**Work order**
Only lines holding the word "response" are wanted from the records; copy all of them.

───── Data for this task

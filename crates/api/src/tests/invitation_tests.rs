// Copyright (C) 2026 Fred Clausen
// Use of this source code is governed by an MIT-style
// license that can be found in the LICENSE file or at
// https://opensource.org/licenses/MIT.

//! Invitation links and batch delivery.

use std::sync::Mutex;

use url::Url;

use crate::{
    ApiError, Invitation, InvitationError, InvitationSender, LogInvitationSender, RedirectTarget,
    SendInvitationsRequest, invitation_link, send_invitations,
};

use super::helpers::setup_acme;

/// Records deliveries and fails for addresses in `reject`.
#[derive(Default)]
struct RecordingSender {
    sent: Mutex<Vec<Invitation>>,
    reject: Vec<String>,
}

impl InvitationSender for RecordingSender {
    fn send(&self, invitation: &Invitation) -> Result<(), InvitationError> {
        if self.reject.contains(&invitation.email) {
            return Err(InvitationError::DeliveryFailed {
                email: invitation.email.clone(),
                reason: String::from("mailbox unavailable"),
            });
        }
        self.sent.lock().unwrap().push(invitation.clone());
        Ok(())
    }
}

fn app_url() -> Url {
    Url::parse("https://vote.example.com/").unwrap()
}

fn request(emails: &[&str], names: &[&str], department_id: Option<i64>) -> SendInvitationsRequest {
    SendInvitationsRequest {
        emails: emails.iter().map(ToString::to_string).collect(),
        names: names.iter().map(ToString::to_string).collect(),
        department_id,
    }
}

#[test]
fn test_link_is_query_encoded() {
    let link = invitation_link(
        &app_url(),
        RedirectTarget::SignUp,
        "erin+vote@example.com",
        "Erin O'Neil",
        3,
        Some(7),
    )
    .unwrap();

    assert_eq!(
        link.as_str(),
        "https://vote.example.com/sign-up?email=erin%2Bvote%40example.com&name=Erin+O%27Neil&organizationId=3&departmentId=7"
    );
}

#[test]
fn test_link_keeps_base_path() {
    let base = Url::parse("https://example.com/voting").unwrap();

    let link = invitation_link(&base, RedirectTarget::SignIn, "a@example.com", "A", 1, None).unwrap();

    assert_eq!(
        link.as_str(),
        "https://example.com/voting/sign-in?email=a%40example.com&name=A&organizationId=1"
    );
}

#[test]
fn test_link_rejects_non_base_url() {
    let base = Url::parse("mailto:admin@example.com").unwrap();

    let result = invitation_link(&base, RedirectTarget::SignIn, "a@example.com", "A", 1, None);

    assert!(matches!(result, Err(InvitationError::InvalidBaseUrl(_))));
}

#[test]
fn test_registered_users_sign_in_and_join_department() {
    let mut acme = setup_acme();
    let sender = RecordingSender::default();

    let response = send_invitations(
        &mut acme.persistence,
        &acme.admin,
        acme.organization_id,
        &request(
            &["Carol@example.com", "erin@example.com"],
            &["Carol", "Erin"],
            Some(acme.backend),
        ),
        &app_url(),
        &sender,
    )
    .unwrap();

    let targets: Vec<&str> = response.results.iter().map(|r| r.target.as_str()).collect();
    assert_eq!(targets, vec!["sign-in", "sign-up"]);
    assert!(!response.partial_success);
    assert_eq!(response.failed_count, 0);

    let sent = sender.sent.lock().unwrap();
    assert_eq!(sent[0].subject, "Sign in to join Acme");
    assert!(sent[0].body.contains("Acme in the Backend department"));
    assert_eq!(sent[1].subject, "Complete your registration");

    let departments = acme
        .persistence
        .list_user_department_ids(acme.organization_id, acme.carol.user_id)
        .unwrap();
    assert_eq!(departments, vec![acme.backend]);
}

#[test]
fn test_partial_and_total_failure() {
    let mut acme = setup_acme();
    let sender = RecordingSender {
        reject: vec![String::from("erin@example.com")],
        ..RecordingSender::default()
    };

    let partial = send_invitations(
        &mut acme.persistence,
        &acme.admin,
        acme.organization_id,
        &request(&["erin@example.com", "finn@example.com"], &["Erin", "Finn"], None),
        &app_url(),
        &sender,
    )
    .unwrap();
    assert!(partial.partial_success);
    assert_eq!(partial.failed_count, 1);
    assert!(partial.results[0].error.is_some());

    let total = send_invitations(
        &mut acme.persistence,
        &acme.admin,
        acme.organization_id,
        &request(&["erin@example.com"], &["Erin"], None),
        &app_url(),
        &sender,
    );
    assert_eq!(total.unwrap_err().kind(), "internal");
}

#[test]
fn test_invitation_request_validation() {
    let mut acme = setup_acme();
    let sender = LogInvitationSender;

    let mismatched = send_invitations(
        &mut acme.persistence,
        &acme.admin,
        acme.organization_id,
        &request(&["erin@example.com", "finn@example.com"], &["Erin"], None),
        &app_url(),
        &sender,
    );
    let empty = send_invitations(
        &mut acme.persistence,
        &acme.admin,
        acme.organization_id,
        &request(&[], &[], None),
        &app_url(),
        &sender,
    );
    let foreign_department = send_invitations(
        &mut acme.persistence,
        &acme.admin,
        acme.organization_id,
        &request(&["erin@example.com"], &["Erin"], Some(9_999)),
        &app_url(),
        &sender,
    );
    let by_member = send_invitations(
        &mut acme.persistence,
        &acme.carol,
        acme.organization_id,
        &request(&["erin@example.com"], &["Erin"], None),
        &app_url(),
        &sender,
    );

    assert!(matches!(mismatched, Err(ApiError::InvalidInput { .. })));
    assert!(matches!(empty, Err(ApiError::InvalidInput { .. })));
    assert_eq!(foreign_department.unwrap_err().kind(), "not_found");
    assert_eq!(by_member.unwrap_err().kind(), "forbidden");
}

──────────

**Task answer**
    let response = send_invitations(
    let targets: Vec<&str> = response.results.iter().map(|r| r.target.as_str()).collect();
    assert!(!response.partial_success);
    assert_eq!(response.failed_count, 0);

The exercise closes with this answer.